O consumo de aço importado, por exemplo, aumentou de 6 a 8% do total consumido no país para 20%, segundo o Valor Econômico. Isso por que o aço importado é até 50% mais barato que o nacional.

A produção industrial, que tinha se recuperado da forte queda do ano passado, vem caindo nos últimos meses. O aumento do consumo tem sido coberto por um aumento das importações. O efeito disso é que se espera que o PIB brasileiro desacelere no terceiro trimestre e não cresça mais que 0,5%.

Nos últimos tempos temos visto como dezenas de países implementaram medidas para se resguardar contra esse fluxo de dólares, para que suas moedas não se valorizem na mesma proporção que o dólar cai. O Banco Central brasileiro, por exemplo, tem tido uma política de comprar o excesso de dólares que entra no país, aumentando suas reservas cambiais, que estão próximas a 290 bilhões de dólares no momento.

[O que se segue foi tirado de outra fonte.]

//! Shared validation helpers for inbound HTTP adapters.

use serde_json::json;
use uuid::Uuid;

use crate::domain::rating::Rating;
use crate::domain::{Error, auth::AuthValidationError, book::BookValidationError};

/// Newtype wrapper for HTTP field names to provide type safety.
#[derive(Debug, Clone, Copy, PartialEq, Eq)]
pub(crate) struct FieldName(&'static str);

impl FieldName {
    pub(crate) const fn new(name: &'static str) -> Self {
        Self(name)
    }

    fn as_str(&self) -> &str {
        self.0
    }
}

pub(crate) fn invalid_uuid_error(field: FieldName, value: &str) -> Error {
    let field = field.as_str();
    Error::invalid_request(format!("{field} must be a valid UUID")).with_details(json!({
        "field": field,
        "value": value,
        "code": "invalid_uuid",
    }))
}

pub(crate) fn parse_uuid(value: &str, field: FieldName) -> Result<Uuid, Error> {
    Uuid::parse_str(value).map_err(|_| invalid_uuid_error(field, value))
}

pub(crate) fn parse_rating(value: f64) -> Result<Rating, Error> {
    Rating::new(value).map_err(|err| {
        Error::invalid_request(err.to_string()).with_details(json!({
            "field": "rating",
            "value": value,
            "code": "invalid_rating",
        }))
    })
}

pub(crate) fn map_auth_validation_error(err: &AuthValidationError) -> Error {
    Error::invalid_request(err.to_string()).with_details(json!({
        "code": "invalid_credentials_shape",
    }))
}

pub(crate) fn map_book_validation_error(err: &BookValidationError) -> Error {
    let BookValidationError::EmptyField { field } = err;
    Error::invalid_request(err.to_string()).with_details(json!({
        "field": field,
        "code": "missing_field",
    }))
}

#[cfg(test)]
mod tests {
    //! Regression coverage for this module.

    use rstest::rstest;

    use super::*;
    use crate::domain::ErrorCode;

    #[rstest]
    fn parse_uuid_accepts_valid_input() {
        let parsed = parse_uuid(
            "3fa85f64-5717-4562-b3fc-2c963f66afa6",
            FieldName::new("bookId"),
        )
        .expect("valid uuid parses");
        assert_eq!(parsed.to_string(), "3fa85f64-5717-4562-b3fc-2c963f66afa6");
    }

    #[rstest]
    fn parse_uuid_reports_the_field() {
        let err = parse_uuid("nope", FieldName::new("bookId")).expect_err("invalid uuid fails");
        assert_eq!(err.code(), ErrorCode::InvalidRequest);
        let details = err.details().expect("details present");
        assert_eq!(details["field"], "bookId");
        assert_eq!(details["code"], "invalid_uuid");
    }

    #[rstest]
    #[case(0.9)]
    #[case(5.5)]
    fn parse_rating_rejects_out_of_range(#[case] value: f64) {
        let err = parse_rating(value).expect_err("invalid rating fails");
        assert_eq!(err.code(), ErrorCode::InvalidRequest);
        let details = err.details().expect("details present");
        assert_eq!(details["code"], "invalid_rating");
    }

    #[rstest]
    fn parse_rating_accepts_bounds() {
        assert!(parse_rating(1.0).is_ok());
        assert!(parse_rating(5.0).is_ok());
    }
}
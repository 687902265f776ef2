use std::net::IpAddr;
use thiserror::Error;
use url::Url;

/// Reasons a feed URL is refused before any request is made.
#[derive(Error, Debug)]
pub enum UrlValidationError {
    /// The URL string could not be parsed.
    #[error("Invalid URL: {0}")]
    InvalidUrl(#[from] url::ParseError),
    /// The URL uses a scheme other than http or https.
    #[error("Unsupported scheme: {0} (only http/https allowed)")]
    UnsupportedScheme(String),
    /// The URL has no host component.
    #[error("URL has no host")]
    MissingHost,
    /// The URL embeds a username or password.
    #[error("Credentials in feed URLs are not allowed")]
    Credentials,
    /// The host is loopback or a private/link-local address.
    #[error("Private or loopback address not allowed: {0}")]
    PrivateHost(String),
}

/// Which feed URLs the HTTP transport is willing to request.
///
/// The default policy only admits public http(s) hosts. `allow_private_hosts`
/// lifts the loopback/private-range check, for feeds served on a LAN or by a
/// local mock server. Built-in feed URLs are fixed, but registries built with
/// `FeedRegistry::from_sources` carry arbitrary URLs and go through the same check.
#[derive(Debug, Clone, Copy, Default)]
pub struct UrlPolicy {
    pub allow_private_hosts: bool,
}

impl UrlPolicy {
    pub fn permissive() -> Self {
        Self {
            allow_private_hosts: true,
        }
    }

    /// Parses `url_str` and checks it against the policy.
    ///
    /// # Examples
    ///
    /// ```
    /// use marketwire::util::UrlPolicy;
    ///
    /// let policy = UrlPolicy::default();
    /// assert!(policy.validate("https://www.nasdaq.com/feed/nasdaq-original/rss.xml").is_ok());
    /// assert!(policy.validate("file:///etc/passwd").is_err());
    /// assert!(policy.validate("http://127.0.0.1/feed").is_err());
    /// assert!(UrlPolicy::permissive().validate("http://127.0.0.1/feed").is_ok());
    /// ```
    pub fn validate(&self, url_str: &str) -> Result<Url, UrlValidationError> {
        let url = Url::parse(url_str)?;

        match url.scheme() {
            "http" | "https" => {}
            scheme => return Err(UrlValidationError::UnsupportedScheme(scheme.to_owned())),
        }

        if !url.username().is_empty() || url.password().is_some() {
            return Err(UrlValidationError::Credentials);
        }

        let host = url.host_str().ok_or(UrlValidationError::MissingHost)?;

        if !self.allow_private_hosts {
            if host.eq_ignore_ascii_case("localhost") {
                return Err(UrlValidationError::PrivateHost(host.to_owned()));
            }

            // Strip brackets from IPv6 addresses for parsing
            let host_for_parse = host
                .strip_prefix('[')
                .and_then(|h| h.strip_suffix(']'))
                .unwrap_or(host);

            if let Ok(ip) = host_for_parse.parse::<IpAddr>() {
                if is_private_ip(&ip) {
                    return Err(UrlValidationError::PrivateHost(ip.to_string()));
                }
            }
        }

        Ok(url)
    }
}

fn is_private_ip(ip: &IpAddr) -> bool {
    match ip {
        IpAddr::V4(ipv4) => {
            ipv4.is_private() || ipv4.is_loopback() || ipv4.is_link_local() || ipv4.is_unspecified()
        }
        IpAddr::V6(ipv6) => {
            if ipv6.is_loopback() || ipv6.is_unspecified() {
                return true;
            }
            let segments = ipv6.segments();
            // Unique Local (fc00::/7)
            let is_unique_local = (segments[0] & 0xfe00) == 0xfc00;
            // Link-Local (fe80::/10)
            let is_link_local = (segments[0] & 0xffc0) == 0xfe80;
            is_unique_local || is_link_local
        }
    }
}

#[cfg(test)]
mod tests {
    use super::*;

    #[test]
    fn test_registry_style_urls_accepted() {
        let policy = UrlPolicy::default();
        assert!(policy
            .validate("https://www.marketwatch.com/rss/topstories")
            .is_ok());
        assert!(policy
            .validate("https://www.reutersagency.com/feed/?taxonomy=best-sectors&post_type=best")
            .is_ok());
    }

    #[test]
    fn test_non_http_schemes_rejected() {
        let policy = UrlPolicy::permissive();
        assert!(matches!(
            policy.validate("ftp://example.com/feed"),
            Err(UrlValidationError::UnsupportedScheme(_))
        ));
        assert!(policy.validate("file:///etc/passwd").is_err());
    }

    #[test]
    fn test_credentials_rejected() {
        let result = UrlPolicy::permissive().validate("https://user:pw@example.com/feed");
        assert!(matches!(result, Err(UrlValidationError::Credentials)));
    }

    #[test]
    fn test_private_hosts_rejected_by_default() {
        let policy = UrlPolicy::default();
        for url in [
            "http://localhost/feed",
            "http://127.0.0.1:8080/feed",
            "http://10.0.0.1/feed",
            "http://192.168.1.1/feed",
            "http://169.254.1.1/feed",
            "http://[::1]/feed",
            "http://[fe80::1]/feed",
            "http://0.0.0.0/feed",
        ] {
            assert!(
                matches!(policy.validate(url), Err(UrlValidationError::PrivateHost(_))),
                "{} should be rejected",
                url
            );
        }
    }

    #[test]
    fn test_permissive_policy_allows_loopback() {
        assert!(UrlPolicy::permissive()
            .validate("http://127.0.0.1:4321/feed")
            .is_ok());
    }

    #[test]
    fn test_garbage_is_invalid() {
        assert!(matches!(
            UrlPolicy::default().validate("not a url"),
            Err(UrlValidationError::InvalidUrl(_))
        ));
    }
}
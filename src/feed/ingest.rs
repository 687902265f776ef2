use chrono::{DateTime, Utc};
use futures::stream::{self, StreamExt};
use std::sync::Arc;
use thiserror::Error;

use super::fetcher::{FeedTransport, FetchError};
use super::normalize::{normalize_item, InvalidItemError, RawFeedItem};
use super::registry::{FeedRegistry, FeedSource, MARKETWATCH, NASDAQ};
use crate::storage::{Database, DatabaseError, FeedItem, SharedDatabase};

/// Sources fetched at once by [`Ingestor::fetch_all`] unless overridden.
const DEFAULT_CONCURRENCY: usize = 4;

/// Failures that abandon a whole fetch call.
#[derive(Debug, Error)]
pub enum IngestError {
    /// The key is not in the registry; nothing was fetched or stored
    #[error("Unknown feed source: {0}")]
    UnknownSource(String),
    /// The feed could not be retrieved or parsed; nothing was stored
    #[error("Feed fetch failed: {0}")]
    Fetch(#[from] FetchError),
    /// The store could not be opened
    #[error("Feed item store unavailable: {0}")]
    Database(#[from] DatabaseError),
}

/// Why a single item was skipped. Never aborts the batch.
#[derive(Debug, Error)]
pub enum ItemError {
    #[error("invalid item: {0}")]
    Invalid(#[from] InvalidItemError),
    #[error("could not store item: {0}")]
    Store(#[from] DatabaseError),
}

/// What happened to one raw item of a batch.
#[derive(Debug)]
pub enum ItemOutcome {
    /// First sighting of this `(source, guid)`
    Created(FeedItem),
    /// Already stored; every field was overwritten
    Updated(FeedItem),
    /// Skipped. `index` is the item's position in the fetched document.
    Failed { index: usize, error: ItemError },
}

/// Per-item outcomes of one fetch, in processing order.
#[derive(Debug)]
pub struct BatchReport {
    pub source_id: String,
    pub outcomes: Vec<ItemOutcome>,
}

impl BatchReport {
    pub fn created_count(&self) -> usize {
        self.outcomes
            .iter()
            .filter(|o| matches!(o, ItemOutcome::Created(_)))
            .count()
    }

    pub fn updated_count(&self) -> usize {
        self.outcomes
            .iter()
            .filter(|o| matches!(o, ItemOutcome::Updated(_)))
            .count()
    }

    pub fn failed_count(&self) -> usize {
        self.outcomes
            .iter()
            .filter(|o| matches!(o, ItemOutcome::Failed { .. }))
            .count()
    }

    /// The newly created items, in processing order.
    pub fn into_created(self) -> Vec<FeedItem> {
        self.outcomes
            .into_iter()
            .filter_map(|o| match o {
                ItemOutcome::Created(item) => Some(item),
                _ => None,
            })
            .collect()
    }
}

/// Result of one source within [`Ingestor::fetch_all`].
pub struct SourceResult {
    pub key: String,
    pub result: Result<BatchReport, IngestError>,
}

/// Drives registry lookup, transport fetch, normalization and the dedup
/// upsert for one source per call.
///
/// Items of one call are processed strictly one after another. Separate calls
/// may run concurrently; the store's UNIQUE(source, guid) constraint and the
/// transactional upsert keep them consistent without extra locking.
pub struct Ingestor {
    registry: FeedRegistry,
    transport: Arc<dyn FeedTransport>,
    store: Arc<SharedDatabase>,
    concurrency: usize,
}

impl Ingestor {
    pub fn new(
        registry: FeedRegistry,
        transport: Arc<dyn FeedTransport>,
        store: Arc<SharedDatabase>,
    ) -> Self {
        Self {
            registry,
            transport,
            store,
            concurrency: DEFAULT_CONCURRENCY,
        }
    }

    /// Number of sources `fetch_all` polls at once (minimum 1).
    pub fn with_concurrency(mut self, concurrency: usize) -> Self {
        self.concurrency = concurrency.max(1);
        self
    }

    pub fn registry(&self) -> &FeedRegistry {
        &self.registry
    }

    /// Fetch `source_key` and return only the items stored for the first time.
    ///
    /// # Errors
    ///
    /// - [`IngestError::UnknownSource`] if the key is not registered
    /// - [`IngestError::Fetch`] if the feed cannot be retrieved or parsed
    /// - [`IngestError::Database`] if the store cannot be opened
    ///
    /// Individual bad items are logged and skipped, never returned as errors.
    pub async fn fetch_by_source(&self, source_key: &str) -> Result<Vec<FeedItem>, IngestError> {
        Ok(self.fetch_report(source_key).await?.into_created())
    }

    /// MarketWatch top stories; same as `fetch_by_source("marketwatch")`.
    pub async fn fetch_marketwatch(&self) -> Result<Vec<FeedItem>, IngestError> {
        self.fetch_by_source(MARKETWATCH).await
    }

    /// NASDAQ news; same as `fetch_by_source("nasdaq")`.
    pub async fn fetch_nasdaq(&self) -> Result<Vec<FeedItem>, IngestError> {
        self.fetch_by_source(NASDAQ).await
    }

    /// Like [`fetch_by_source`](Self::fetch_by_source) but keeps every
    /// per-item outcome.
    pub async fn fetch_report(&self, source_key: &str) -> Result<BatchReport, IngestError> {
        let source = self
            .registry
            .lookup(source_key)
            .ok_or_else(|| IngestError::UnknownSource(source_key.to_string()))?;

        tracing::info!(source = %source.id, name = %source.name, "Fetching feed");

        let raw_items = self.transport.fetch_feed(&source.url).await.map_err(|e| {
            tracing::error!(source = %source.id, error = %e, "Feed fetch failed, batch abandoned");
            e
        })?;

        // Connect only after the document was retrieved and parsed.
        let db = self.store.ensure_connected().await?;

        let now = Utc::now();
        let mut outcomes = Vec::with_capacity(raw_items.len());
        for (index, raw) in raw_items.iter().enumerate() {
            outcomes.push(ingest_item(db, raw, source, now, index).await);
        }

        let report = BatchReport {
            source_id: source.id.clone(),
            outcomes,
        };
        tracing::info!(
            source = %source.id,
            created = report.created_count(),
            updated = report.updated_count(),
            failed = report.failed_count(),
            "Feed fetch complete"
        );
        Ok(report)
    }

    /// Fetch every registered source, up to `concurrency` at a time.
    ///
    /// One source failing has no effect on the others. Results are returned
    /// in completion order, not registry order.
    pub async fn fetch_all(&self) -> Vec<SourceResult> {
        stream::iter(self.registry.keys())
            .map(|key| async move {
                SourceResult {
                    key: key.to_string(),
                    result: self.fetch_report(key).await,
                }
            })
            .buffer_unordered(self.concurrency)
            .collect()
            .await
    }
}

/// Normalize then upsert one item, folding any failure into the outcome.
async fn ingest_item(
    db: &Database,
    raw: &RawFeedItem,
    source: &FeedSource,
    now: DateTime<Utc>,
    index: usize,
) -> ItemOutcome {
    match store_item(db, raw, source, now).await {
        Ok(outcome) => outcome,
        Err(error) => {
            tracing::warn!(
                source = %source.id,
                index = index,
                guid = raw.guid.as_deref().or(raw.link.as_deref()).unwrap_or("-"),
                error = %error,
                "Skipping feed item"
            );
            ItemOutcome::Failed { index, error }
        }
    }
}

async fn store_item(
    db: &Database,
    raw: &RawFeedItem,
    source: &FeedSource,
    now: DateTime<Utc>,
) -> Result<ItemOutcome, ItemError> {
    let item = normalize_item(raw, source, now)?;
    let outcome = db.upsert_item(&item).await?;

    if outcome.created {
        tracing::info!(source = %source.id, title = %outcome.item.title, "New feed item added");
        Ok(ItemOutcome::Created(outcome.item))
    } else {
        Ok(ItemOutcome::Updated(outcome.item))
    }
}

Essa política tem um preço alto, já que o efeito é o oposto ao que os especuladores buscam. O Banco Central pega dinheiro emprestado, emitindo títulos, pagando cerca de 10%, para investir em papéis cotados em dólares, que não rendem nem 1%. O custo para manter a reserva cambial no ano passado foi de 35 bilhões de reais.

Mas essa política tem sido insuficiente para conter a valorização do real, e por isso o governo tem tomado outras medidas, como o aumento do IOF para estrangeiros que investem em renda fixa no Brasil.

Ao mesmo tempo Argentina está implementando medidas para diminuir importações de mercadorias brasileiras, para proteger a sua indústria.

 
Risco de novas bolhas

A função da crise capitalista é de queimar o excesso de capital (produtivo e financeiro) acumulado durante o período de crescimento, que não consegue mais gerar lucro sob as atuais condições. A crise dos anos 30 foi superada com a maior queima de capital da história: a segunda guerra mundial, que limpou o terreno para um novo período de crescimento.

A crise atual foi muito aguda por causa do enorme acúmulo de capital especulativo no mundo. A política neoliberal de ataques aos trabalhadores nas últimas décadas conseguiu restaurar os lucros das empresas, mas o consumo por parte dos trabalhadores não seguia o mesmo ritmo, por causa do arrocho contra eles, mesmo com o aumento do crédito. Isso levou, junto com a política de desregulamentar os fluxos de capital, a um enorme aumento da especulação, já que os superlucros não podem ser obtidos na esfera da produção.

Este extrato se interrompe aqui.